Association of human TFIID-promoter complexes with silenced mitotic chromatin in vivo.

When eukaryotic cells enter mitosis, transcription is abruptly silenced. Earlier studies indicated that most transcription factors and RNA polymerase II (RNAP II) are displaced when chromatin is condensed into mitotic chromosomes. A more recent study suggested that hitherto unidentified factors might 'bookmark' previously active genes for rapid reactivation after cell division.

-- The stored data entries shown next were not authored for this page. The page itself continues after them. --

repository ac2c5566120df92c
/// Current UTC timestamp in milliseconds
pub fn now_millis() -> i64 {
    chrono::Utc::now().timestamp_millis()
}
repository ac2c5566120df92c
// mesa-client/examples/waiter_feed.rs
// Waiter task feed example: sign in, keep the feed synced, print it on change

use mesa_client::{ClientConfig, PollScope, StoreChange, SyncEngine, TaskFeed, TaskKind};

#[tokio::main]
async fn main() -> Result<(), Box<dyn std::error::Error>> {
    tracing_subscriber::fmt::init();

    let args: Vec<String> = std::env::args().collect();
    if args.len() < 3 {
        println!("Usage: {} <email> <password>", args[0]);
        println!("  Example: {} marta@mesa.test password123", args[0]);
        println!("  Server comes from MESA_BASE_URL / MESA_EVENT_ADDR");
        return Ok(());
    }

    let email = &args[1];
    let password = &args[2];

    let engine = SyncEngine::new(ClientConfig::from_env());

    let user = match engine.sign_in(email, password).await {
        Ok(user) => user,
        Err(e) => {
            tracing::error!("Failed to sign in: {}", e);
            return Err(e.into());
        }
    };
    tracing::info!("Signed in as: {} ({:?})", user.name, user.role);

    // Load once up front, then keep syncing in the background
    engine.refresh(&PollScope::WaiterTasks).await?;
    let _poll = engine.start_polling(PollScope::WaiterTasks);

    let feed = engine.task_feed(user.id.clone());
    let mut changes = engine.subscribe();

    print_feed(&feed);
    loop {
        match changes.recv().await {
            Ok(StoreChange::Order(_))
            | Ok(StoreChange::Call(_))
            | Ok(StoreChange::OrdersEvicted(_))
            | Ok(StoreChange::CallsEvicted(_)) => print_feed(&feed),
            Ok(_) => {}
            Err(tokio::sync::broadcast::error::RecvError::Lagged(n)) => {
                tracing::warn!("Feed lagged by {} changes", n);
            }
            Err(_) => break,
        }
    }

    Ok(())
}

fn print_feed(feed: &TaskFeed) {
    let tasks = feed.visible();
    println!("---- {} open task(s) ----", tasks.len());
    for task in &tasks {
        let kind = match task.kind {
            TaskKind::Order => "order",
            TaskKind::Call(_) => "call",
        };
        let holder = task.claimed_by.as_deref().unwrap_or("-");
        println!(
            "  [{}] {} | {} | {} | claimed by: {}",
            kind, task.table_name, task.customer_name, task.message, holder
        );
    }
}
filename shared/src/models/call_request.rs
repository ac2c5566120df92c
//! Call Request Model
//!
//! A table-side service call (bill, napkins, cleaning). Two-state
//! lifecycle: pending until a waiter completes it; completed is terminal.

use chrono::{DateTime, Utc};
use serde::{Deserialize, Serialize};
use std::fmt;

/// What the table is asking for
#[derive(Debug, Clone, Copy, Serialize, Deserialize, PartialEq, Eq, Hash)]
#[serde(rename_all = "lowercase")]
pub enum CallKind {
    Bill,
    Napkin,
    Cleaning,
}

impl CallKind {
    /// Wire name (lowercase)
    pub const fn as_str(&self) -> &'static str {
        match self {
            CallKind::Bill => "bill",
            CallKind::Napkin => "napkin",
            CallKind::Cleaning => "cleaning",
        }
    }

    /// Phrase shown in the waiter task list
    pub const fn message(&self) -> &'static str {
        match self {
            CallKind::Bill => "is asking for the bill",
            CallKind::Napkin => "needs napkins",
            CallKind::Cleaning => "needs the table cleaned",
        }
    }
}

impl fmt::Display for CallKind {
    fn fmt(&self, f: &mut fmt::Formatter<'_>) -> fmt::Result {
        write!(f, "{}", self.as_str())
    }
}

/// Call request status
#[derive(Debug, Clone, Copy, Serialize, Deserialize, PartialEq, Eq, Hash, Default)]
#[serde(rename_all = "lowercase")]
pub enum CallStatus {
    #[default]
    Pending,
    /// Terminal
    Completed,
}

impl CallStatus {
    pub const fn as_str(&self) -> &'static str {
        match self {
            CallStatus::Pending => "pending",
            CallStatus::Completed => "completed",
        }
    }
}

impl fmt::Display for CallStatus {
    fn fmt(&self, f: &mut fmt::Formatter<'_>) -> fmt::Result {
        write!(f, "{}", self.as_str())
    }
}

/// Call request entity (server-owned; cached projection on the client)
#[derive(Debug, Clone, Serialize, Deserialize)]
#[serde(rename_all = "camelCase")]
pub struct CallRequest {
    pub id: String,
    pub table_id: String,
    pub table_name: String,
    pub customer_name: String,
    #[serde(rename = "type")]
    pub kind: CallKind,
    pub status: CallStatus,
    /// Waiter holding the task. Clearable only while status = pending
    #[serde(skip_serializing_if = "Option::is_none")]
    pub claimed_by: Option<String>,
    #[serde(skip_serializing_if = "Option::is_none")]
    pub claimed_at: Option<DateTime<Utc>>,
    pub created_at: DateTime<Utc>,
    #[serde(skip_serializing_if = "Option::is_none")]
    pub completed_at: Option<DateTime<Utc>>,
    #[serde(skip_serializing_if = "Option::is_none")]
    pub completed_by: Option<String>,
}

/// Create call request payload (`POST /call-requests`)
#[derive(Debug, Clone, Serialize, Deserialize)]
#[serde(rename_all = "camelCase")]
pub struct CallRequestCreate {
    pub table_id: String,
    pub table_name: String,
    pub customer_name: String,
    #[serde(rename = "type")]
    pub kind: CallKind,
}

#[cfg(test)]
mod tests {
    use super::*;

    #[test]
    fn test_kind_serializes_to_type_field() {
        let create = CallRequestCreate {
            table_id: "t1".to_string(),
            table_name: "Mesa 1".to_string(),
            customer_name: "Ana".to_string(),
            kind: CallKind::Bill,
        };
        let json = serde_json::to_value(&create).unwrap();
        assert_eq!(json["type"], "bill");
        assert_eq!(json["tableId"], "t1");
    }

    #[test]
    fn test_kind_messages() {
        assert_eq!(CallKind::Bill.message(), "is asking for the bill");
        assert_eq!(CallKind::Napkin.message(), "needs napkins");
        assert_eq!(CallKind::Cleaning.message(), "needs the table cleaned");
    }
}
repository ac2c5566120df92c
//! Dining Table Model

use chrono::{DateTime, Utc};
use serde::{Deserialize, Serialize};

/// Table occupancy status
#[derive(Debug, Clone, Copy, Serialize, Deserialize, PartialEq, Eq, Default)]
#[serde(rename_all = "lowercase")]
pub enum TableStatus {
    #[default]
    Available,
    Occupied,
}

/// Someone currently seated at the table
#[derive(Debug, Clone, Serialize, Deserialize, PartialEq)]
#[serde(rename_all = "camelCase")]
pub struct TableOccupant {
    pub name: String,
    pub joined_at: DateTime<Utc>,
}

/// Dining table entity (server-owned; cached projection on the client)
#[derive(Debug, Clone, Serialize, Deserialize)]
#[serde(rename_all = "camelCase")]
pub struct DiningTable {
    pub id: String,
    pub name: String,
    pub qr_code_url: String,
    pub status: TableStatus,
    #[serde(skip_serializing_if = "Option::is_none")]
    pub occupied_since: Option<DateTime<Utc>>,
    #[serde(default)]
    pub current_occupants: Vec<TableOccupant>,
    pub created_at: DateTime<Utc>,
}

impl DiningTable {
    pub fn is_available(&self) -> bool {
        self.status == TableStatus::Available
    }
}

/// Update table payload (`PUT /tables/:id`)
#[derive(Debug, Clone, Serialize, Deserialize, Default)]
#[serde(rename_all = "camelCase")]
pub struct DiningTableUpdate {
    #[serde(skip_serializing_if = "Option::is_none")]
    pub status: Option<TableStatus>,
    #[serde(skip_serializing_if = "Option::is_none")]
    pub current_occupants: Option<Vec<TableOccupant>>,
}

impl DiningTableUpdate {
    /// Payload for seating an occupant: mark occupied, append to the list
    pub fn occupy(occupants: Vec<TableOccupant>) -> Self {
        Self {
            status: Some(TableStatus::Occupied),
            current_occupants: Some(occupants),
        }
    }

    /// Payload for vacating: available again, nobody seated
    pub fn vacate() -> Self {
        Self {
            status: Some(TableStatus::Available),
            current_occupants: Some(Vec::new()),
        }
    }
}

Here we used chromatin immunoprecipitation (ChIP) assays to examine the association of TFIID, TFIIB, NC2 and RNAP II with various gene promoters in asynchronous and mitotic human cell populations. We show that TFIID and TFIIB can remain associated with active gene promoters during mitosis whereas RNA polymerase II is displaced, and also that NC2, originally identified as ubiquitous repressor of transcription, is associated with active gene promoters in asynchronous cell populations and is displaced from some, but not all, genes in mitotic cells. Consistent with the remarkable stability of TFIID-promoter complexes observed in vitro, our data suggest that these complexes can withstand condensation of chromatin into transcriptionally silent chromosomes. Stable TFIID-promoter complexes are therefore implicated in the propagation of cell-type-specific gene expression patterns through cell division.